Hopefully in our first January blog, we convinced you of the importance of establishing an infrastructure within your operation to support a safe food culture. So, how does one go about doing this? Well, like any major project, break it into small bites. In our opinion, having a written guide for employees that documents expectations related to food safety basics of employee health and hygiene, temperature controls, and cleaning and sanitizing is the first step. Having this documentation serves as a reference for training and helps fulfill the mission of most foodservice operators which is to serve safe, quality food.
We suggest working on one section at a time. For instance, gather materials currently used with staff that address employee health and hygiene measures. Take a look at existing written information given to employees and be sure it is consistent with the Food Code regulations in your state. Ideally the written information contains the “who, what, when, where, how, and why”, although not necessarily in that order. Adults want to know the rationale behind specific instructions – that is the why. Does the operations currently have a written standard operating procedure or SOP about handwashing? This is a key basic practice and while it might be easy to “pooh pooh” the need for one, it is necessary to not assume everyone washes their hands when and how they should. Maybe the current communication strategy is posting of signage. If the signage includes the key elements of an SOP, that is ok! Here is one example available through Iowa State University Extension.
…logs provide proof that measurable benchmarks were met. These can be a valuable defense should there be a complaint…or even a lawsuit.
Details of an SOP include what needs to be done (handwashing), why it matters (prevention of contamination), who these pertain to (everyone!), and how to complete (soap, water, 20 seconds) along with when it needs to be done (between clean/dirty and raw/ready to eat) as these specifics avoid confusion.
The good news is that there are many SOP templates available in the public domain that address food safety basics. You might start with developing SOPs that focus on employee health and hygiene; temperature controls for food during receiving, storage, transport, preparation and service; and cleaning and sanitizing (both manual and machine practices). Iowa State University’s Food Safety Project offers these free of charge in a downloadable Word format for Assisted Living, Child Care, Schools, and Restaurants. An operator could start with these and customize for their specific foodservice, such as adding the operation’s logo or adding additional practices. Other written guidance, such as an Employee Handbook template and Cleaning and Sanitizing Guide are also available for download.
Another piece of infrastructure is a record-keeping system. Records provide documentation that food safety practices were followed. Logs are one record-keeping tool. Logs are the document where employees note that specific actions were taken, or metrics met. For instance, a cooking log, where chef’s record end point cooking temperatures of temperature controlled for safety foods, or a service log documents that hot foods were served hot (above 135°F) and cold foods were served cold (below 41°F.). Refrigerator storage logs (often posted on the exterior door of the walk-in) provide at least a daily record that internal temperatures of the unit kept cold foods below 41°F. In essence, the logs provide proof that measurable benchmarks were met. These can be a valuable defense should there be a complaint from someone, or even a lawsuit. Sample logs are available in the Annex of the Food Code.

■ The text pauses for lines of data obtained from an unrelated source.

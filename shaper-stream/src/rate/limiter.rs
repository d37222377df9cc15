use std::{
    io,
    sync::{
        atomic::{AtomicBool, AtomicI64, Ordering},
        Arc,
    },
};

use parking_lot::Mutex;
use shaper_clock::{ListenerId, Tick, TickListener, TickSource};
use shaper_common::{would_block, StreamError, WakeSignal};
use tracing::{debug, trace};

/// A hook called by a blocked [`RateLimiter`] before it goes to sleep. Returning `true` makes
/// the limiter re-check its budget immediately instead of sleeping.
///
/// Tests use this to advance a [`SimulationClock`](shaper_clock::SimulationClock) from the
/// blocked thread.
pub type IdleHook = Arc<dyn Fn() -> bool + Send + Sync>;

/// What a [`RateLimiter`] does when the budget of the current tick is used up.
#[derive(Debug, Clone, Copy, Default, PartialEq, Eq)]
pub enum BlockingPolicy {
    /// Wait for the budget to be replenished.
    #[default]
    Block,
    /// Fail with [`io::ErrorKind::WouldBlock`].
    WouldBlock,
    /// Fail with an [`io::ErrorKind::Other`] error. Useful to assert that a test never blocks.
    Fail,
}

/// The budget state, shared with the clock.
#[derive(Debug)]
struct Budget {
    spent: AtomicI64,
    capacity: AtomicI64,
    prescale: AtomicI64,
    timewise: AtomicI64,
    signal: WakeSignal,
}

impl Budget {
    fn recompute_timewise(&self) {
        let capacity = self.capacity.load(Ordering::Acquire);
        let spent = self.spent.load(Ordering::Acquire);
        self.timewise.store((capacity - spent).max(0), Ordering::Release);
    }

    /// Lowers `spent` by `n`, never below 0. Returns the new value.
    fn release(&self, n: i64) -> i64 {
        let mut spent = self.spent.load(Ordering::Acquire);
        loop {
            let next = (spent - n).max(0);
            match self.spent.compare_exchange_weak(spent, next, Ordering::AcqRel, Ordering::Acquire)
            {
                Ok(_) => return next,
                Err(actual) => spent = actual,
            }
        }
    }
}

impl TickListener for Budget {
    fn on_tick(&self, tick: Tick) {
        let prescale = self.prescale.load(Ordering::Acquire).max(1);
        if tick.rem_euclid(prescale) != 0 {
            return;
        }

        let capacity = self.capacity.load(Ordering::Acquire);
        let spent = self.release(capacity);
        self.timewise.store((capacity - spent).max(0), Ordering::Release);

        trace!(tick, spent, capacity, "Budget replenished");
        self.signal.wake();
    }
}

/// A per-tick byte budget.
///
/// Every `prescale` ticks, `capacity` units are returned to the budget (`spent` decays by
/// `capacity`, never below zero). Acquisition is lock-free: [`RateLimiter::take`] grants as much
/// as is left in the current tick and only waits while nothing is left.
///
/// The limiter registers with its clock on construction and deregisters on
/// [`close`](RateLimiter::close) or drop.
pub struct RateLimiter {
    budget: Arc<Budget>,
    clock: Arc<dyn TickSource>,
    listener: Mutex<Option<ListenerId>>,
    closed: AtomicBool,
    policy: BlockingPolicy,
    idle_hook: Option<IdleHook>,
}

impl std::fmt::Debug for RateLimiter {
    fn fmt(&self, f: &mut std::fmt::Formatter<'_>) -> std::fmt::Result {
        f.debug_struct("RateLimiter")
            .field("budget", &self.budget)
            .field("policy", &self.policy)
            .field("closed", &self.closed)
            .finish_non_exhaustive()
    }
}

impl RateLimiter {
    /// Creates a limiter granting `capacity` units every `prescale` ticks of `clock`.
    pub fn new(clock: Arc<dyn TickSource>, capacity: u32, prescale: u32) -> Self {
        let capacity = i64::from(capacity);
        let budget = Arc::new(Budget {
            spent: AtomicI64::new(0),
            capacity: AtomicI64::new(capacity),
            prescale: AtomicI64::new(i64::from(prescale.max(1))),
            timewise: AtomicI64::new(capacity),
            signal: WakeSignal::new(),
        });

        let listener = clock.add_listener(Arc::clone(&budget) as Arc<dyn TickListener>);

        Self {
            budget,
            clock,
            listener: Mutex::new(Some(listener)),
            closed: AtomicBool::new(false),
            policy: BlockingPolicy::default(),
            idle_hook: None,
        }
    }

    pub fn policy(&self) -> BlockingPolicy {
        self.policy
    }

    pub fn set_policy(&mut self, policy: BlockingPolicy) {
        self.policy = policy;
    }

    /// Installs a hook that runs whenever an acquisition would block.
    pub fn set_idle_hook(&mut self, hook: Option<IdleHook>) {
        self.idle_hook = hook;
    }

    /// The number of units granted per replenishment.
    pub fn capacity(&self) -> u32 {
        self.budget.capacity.load(Ordering::Acquire).clamp(0, u32::MAX as i64) as u32
    }

    pub fn prescale(&self) -> u32 {
        self.budget.prescale.load(Ordering::Acquire).clamp(1, u32::MAX as i64) as u32
    }

    /// Units taken since the last replenishment.
    pub fn spent(&self) -> u64 {
        self.budget.spent.load(Ordering::Acquire).max(0) as u64
    }

    /// An estimate of the units that can still be taken before the next replenishment.
    pub fn timewise_available(&self) -> usize {
        self.budget.timewise.load(Ordering::Acquire).max(0) as usize
    }

    /// Changes the capacity. The budget left in the current tick follows immediately.
    pub fn set_byte_rate(&self, capacity: u32) {
        self.budget.capacity.store(i64::from(capacity), Ordering::Release);
        self.budget.recompute_timewise();
        self.budget.signal.wake();
    }

    pub fn set_prescale(&self, prescale: u32) {
        self.budget.prescale.store(i64::from(prescale.max(1)), Ordering::Release);
        self.budget.recompute_timewise();
        self.budget.signal.wake();
    }

    /// Takes a single unit, waiting for it according to the [`BlockingPolicy`].
    pub fn take_one(&self) -> io::Result<()> {
        self.take(1).map(|_| ())
    }

    /// Takes up to `n` units. Returns `min(n, capacity - spent)`, waiting only while that would
    /// be 0.
    pub fn take(&self, n: usize) -> io::Result<usize> {
        if n == 0 {
            return Ok(0);
        }

        let wanted = i64::try_from(n).unwrap_or(i64::MAX);

        loop {
            if self.closed.load(Ordering::Acquire) {
                return Err(StreamError::Closed.into());
            }

            let seen = self.budget.signal.generation();
            let capacity = self.budget.capacity.load(Ordering::Acquire);
            let spent = self.budget.spent.load(Ordering::Acquire);

            let left = capacity - spent;
            if left > 0 {
                let grant = wanted.min(left);
                if self
                    .budget
                    .spent
                    .compare_exchange_weak(spent, spent + grant, Ordering::AcqRel, Ordering::Acquire)
                    .is_ok()
                {
                    self.budget.timewise.fetch_sub(grant, Ordering::AcqRel);
                    return Ok(grant as usize);
                }

                continue;
            }

            self.idle(seen)?;
        }
    }

    /// Returns `n` unused units to the current tick's budget.
    pub fn give_back(&self, n: usize) {
        if n == 0 {
            return;
        }

        let n = i64::try_from(n).unwrap_or(i64::MAX);
        self.budget.release(n);
        self.budget.timewise.fetch_add(n, Ordering::AcqRel);
        self.budget.signal.wake();
    }

    fn idle(&self, seen: u64) -> io::Result<()> {
        match self.policy {
            BlockingPolicy::WouldBlock => Err(would_block()),
            BlockingPolicy::Fail => Err(io::Error::other("rate limit exhausted")),
            BlockingPolicy::Block => {
                if let Some(hook) = &self.idle_hook {
                    if hook() {
                        return Ok(());
                    }
                }

                self.budget.signal.wait_since(seen);
                Ok(())
            }
        }
    }

    pub fn is_closed(&self) -> bool {
        self.closed.load(Ordering::Acquire)
    }

    /// Deregisters from the clock. Blocked and subsequent acquisitions fail with
    /// [`StreamError::Closed`].
    pub fn close(&self) {
        if self.closed.swap(true, Ordering::AcqRel) {
            return;
        }

        if let Some(id) = self.listener.lock().take() {
            self.clock.remove_listener(id);
        }

        self.budget.signal.wake();
        debug!("Rate limiter closed");
    }
}

impl Drop for RateLimiter {
    fn drop(&mut self) {
        self.close();
    }
}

Once you get the basic written infrastructure completed (SOPs, written communications to employees, and logs), it is important to communicate this with employees, stressing that these are the expectations for this operation. Because some people learn best by reading, some by hearing, some by story-telling, and some by doing, mix it up when in-services are held. There are many online modules and videos available that can be interspersed into the training. FoodHandler has some great videos on handwashing and glove use that can be freely downloaded. A benefit of the training is that it helps build a sense of belonging. Some tips for training were presented at the end of the September 2020 SafeBites webinar, so check that out as a starting point. For those who remember Maslow’s Hierarchy of Needs, a sense of belonging is part of the search for fulfillment. Many foodservice operators consider their teams as family. Shared experiences like training that reflect best practices also instill a sense of community – these reduce turnover and risk! Risk Nothing!